As for me, finished Harry Turtledove
's In the Presence of Mine Enemies
last night. I love historically-based sf/fantasy AU and by all rights I should love Turtledove since he's so prominent in the field, but he's actually pretty hit or miss with me. Either his stories engage me completely or they mostly leave me flat with the nagging feeling that I ought to like them more than I actually do.
In the Presence is very definitely a hit.
Basic premise: the Nazis won and proceeded with their conquest and extermination plans worldwide, but a tiny pocket of Jews manages to survive in the present day in Berlin, by pretending to be Nazis themselves. Meanwhile, the Reich has overextended itself and is falling prey to the internal and external pressures that eventually led to the collapse of Soviet-led Eastern Bloc communism in our world (communism having been wiped out in this AU), which is witnessed in various ways by the Jewish Berliners.
Very poignant, affecting, and brilliant story told from multiple viewpoints and you can see how the society and the changes happening to it really affect the characters, from the 10-year old girl who's just discovered her real heritage and has to reconcile it what she's been taught about Jews in school as well as hearing from her sisters who are not in on the secret, to the doctor's administrative assistant who tries to cover up for a couple who comes under suspicion because their baby has Tay-Sachs syndrome, to the Fräulein Doktor
Professor of Medieval English Literature who not only has to put up with "Kinder Kirke Küchen" attitudes from her colleagues but also witnesses the revival of democracy via the British Fascist Party, of all things, and many more.
Also sprinkled with "does this look familiar to you?" RL in-jokes, like the play about a producer who wants to get his theatre shut down so he can take the money and run and comes up with this horrible production involving Churchill and Stalin which becomes a smash comedy hit
which prevents him from shutting the theatre down.
Excellent and highly recommended in general, but especially for people with an interest in alternate history with WWII point-of-departure, the toppling of the Berlin Wall (this is highly analogous), extrapolations of how literally backstabbing politics affect everyday life, and mostly heartwarming stories about the continued survival of persons targeted for elimination under totalitarian regimes and how they do it.

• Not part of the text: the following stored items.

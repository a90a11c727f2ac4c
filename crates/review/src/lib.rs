//! review-rs: automatically save and restore previous 3D viewport views.
//!
//! While tracking is active, the current viewport camera is sampled on a
//! timer. A view the user stays on for a full sampling interval is recorded in
//! a bounded recent history, which can be stepped through later. Views can
//! also be saved explicitly under a name.
//!
//! # Quick Start
//!
//! ```
//! use std::time::Duration;
//! use review::*;
//!
//! let mut session = Session::default();
//! let mut timer = ManualTimer::new();
//! let mut screen = Screen::with_viewport(ViewportCamera::default());
//!
//! commands::toggle(&mut session, &mut timer);
//!
//! // Two ticks on the same view record it.
//! timer.advance(Duration::from_secs(4), &mut session, &screen);
//! assert_eq!(session.history().len(), 1);
//!
//! // Move away, then jump back to the most recent recorded view.
//! screen.viewport_mut().unwrap().orbit(0.5, 0.0);
//! let report = commands::switch(&mut session, Direction::MostRecent, &mut screen);
//! assert_eq!(report.message, "View 1/1 restored");
//! ```
//!
//! # Architecture
//!
//! - [`review_core`] holds all state and logic: samples, the dwell detector,
//!   the recent history, saved views and navigation cursors.
//! - This crate adds a viewport camera model ([`ViewportCamera`],
//!   [`Screen`]), a deterministic timer ([`ManualTimer`]) and the
//!   user-facing [`commands`].

// Documentation lints - internal functions don't need exhaustive panic/error docs
#![allow(clippy::missing_panics_doc)]
#![allow(clippy::must_use_candidate)]

mod camera;
pub mod commands;
mod screen;
mod timer;

// Re-export core types
pub use review_core::{
    decode_rotation, encode_rotation, Collection, Direction, DwellDetector, NavigationCursor,
    Observation, Options, Quat, RecentHistory, RecentHistoryEntry, Result, ReviewError,
    SaveOutcome, SavedViewEntry, SavedViewSet, Scheduler, Session, SessionSnapshot, TickOutcome,
    Vec3, ViewId, ViewPosition, ViewSample, ViewportHost, DEFAULT_VIEW_NAME,
};

pub use camera::ViewportCamera;
pub use commands::{Report, ReportLevel};
pub use screen::{Area, Screen};
pub use timer::ManualTimer;

/// Installs the `env_logger` backend.
///
/// Safe to call more than once; later calls are ignored.
pub fn init_logging() {
    if env_logger::try_init().is_ok() {
        log::debug!("review-rs logging initialized");
    }
}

Now on Elizabeth Ann Scarborough
's modern fairy-tale fantasy The Godmother's Web
, which I've had out from the library way too long and am reading to decide whether to buy the e-edition from Smashwords since all her stuff there is 25% off for Read an eBook Week and I was rather disappointed with The Godmother's Apprentice
, 2nd in the series. But so far, it's shaping up to be a better read and perhaps nearly as good as The Godmother
, which I really liked when I bought it from Fictionwise.